One limitation of this study was the inclusion of both RCT and non-RCT studies in our meta-analyses. The reason for including both types of studies was to provide a general overview of this topic since we anticipated at the pre-registration stage that there would be limited numbers of qualified studies. Indeed, this was true, and as such, we were not able to quantitatively explore subgroup differences related to the type or severity of mental health problems, the intervention duration, or identify other confounders such as treatment-as-usual medication doses. Another limitation was the possibility that the small sample size could bias the results of the meta-analysis. To further test the robustness of the results, a follow-up Bayesian sensitivity meta-analysis was conducted. The results of the Bayesian approach were consistent with the frequentist approach and thereby support the results of the meta-analysis (see Supplementary Figure S5).
Conclusion
This systematic review and meta-analysis suggest that music interventions could have the potential to improve sleep quality among individuals with mental health problems, even though more high-quality studies are needed to fully establish the effect. Sleep problems are highly prevalent among people with mental health problems and should be addressed independently. In this regard, music may serve as a safe, low-cost, and easily accessible intervention option.
Supplementary material
The supplementary material for this article can be found at http://doi.org/10.1192/j.eurpsy.2024.1773.

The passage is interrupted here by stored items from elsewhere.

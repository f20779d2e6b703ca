use crate::config::VatApiConfig;
use crate::model::{CountryRatesResponse, IpLookup, VatCalculation, VatValidation};
use serde_json::Value;

pub mod calculate;
pub mod config;
pub mod helpers;
pub mod ip;
pub mod rates;
pub mod vat;

/// A confirmation line printed after a command succeeds.
#[derive(Debug, Clone, PartialEq, Eq)]
pub struct CmdMessage {
    pub content: String,
}

impl CmdMessage {
    pub fn success(content: impl Into<String>) -> Self {
        Self {
            content: content.into(),
        }
    }
}

/// What a command produced, together with the inputs the display fallbacks need.
#[derive(Debug, Clone)]
pub enum Payload {
    Validation {
        vat_number: String,
        result: VatValidation,
    },
    CountryRates {
        country_code: String,
        result: CountryRatesResponse,
    },
    /// `None` when the response did not carry a list of countries.
    AllRates(Option<Vec<Value>>),
    IpLookup {
        ip_address: Option<String>,
        result: IpLookup,
    },
    Calculation {
        price: String,
        result: VatCalculation,
    },
    Config(VatApiConfig),
}

#[derive(Debug, Default)]
pub struct CmdResult {
    /// Response body exactly as received, for structured output.
    pub raw: Option<Value>,
    pub payload: Option<Payload>,
    pub messages: Vec<CmdMessage>,
}

impl CmdResult {
    pub fn add_message(&mut self, message: CmdMessage) {
        self.messages.push(message);
    }

    pub fn with_raw(mut self, raw: Value) -> Self {
        self.raw = Some(raw);
        self
    }

    pub fn with_payload(mut self, payload: Payload) -> Self {
        self.payload = Some(payload);
        self
    }
}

Data availability statement
The data that support the findings of this study are openly available in: https://github.com/Tuesday1234567/music_meta.
Acknowledgements
Center for Music in the Brain is funded by the Danish National Research Foundation (DNRF117).
Author contribution
NZ: Investigation, Data curation, Formal analysis, Visualization, Interpretation, Writing – original draft. HNL: Formal analysis, Interpretation, Writing – review and editing. KVJ: Conceptualization, Methodology, Investigation, Project administration, Supervision, Interpretation, Writing – review and editing.
Financial support
There was no specific funding for this project.
Competing interest
NZ and KVJ declare no conflicts of interest. HNL declares conflicting interests due to ownership and sales of the MusicStar app.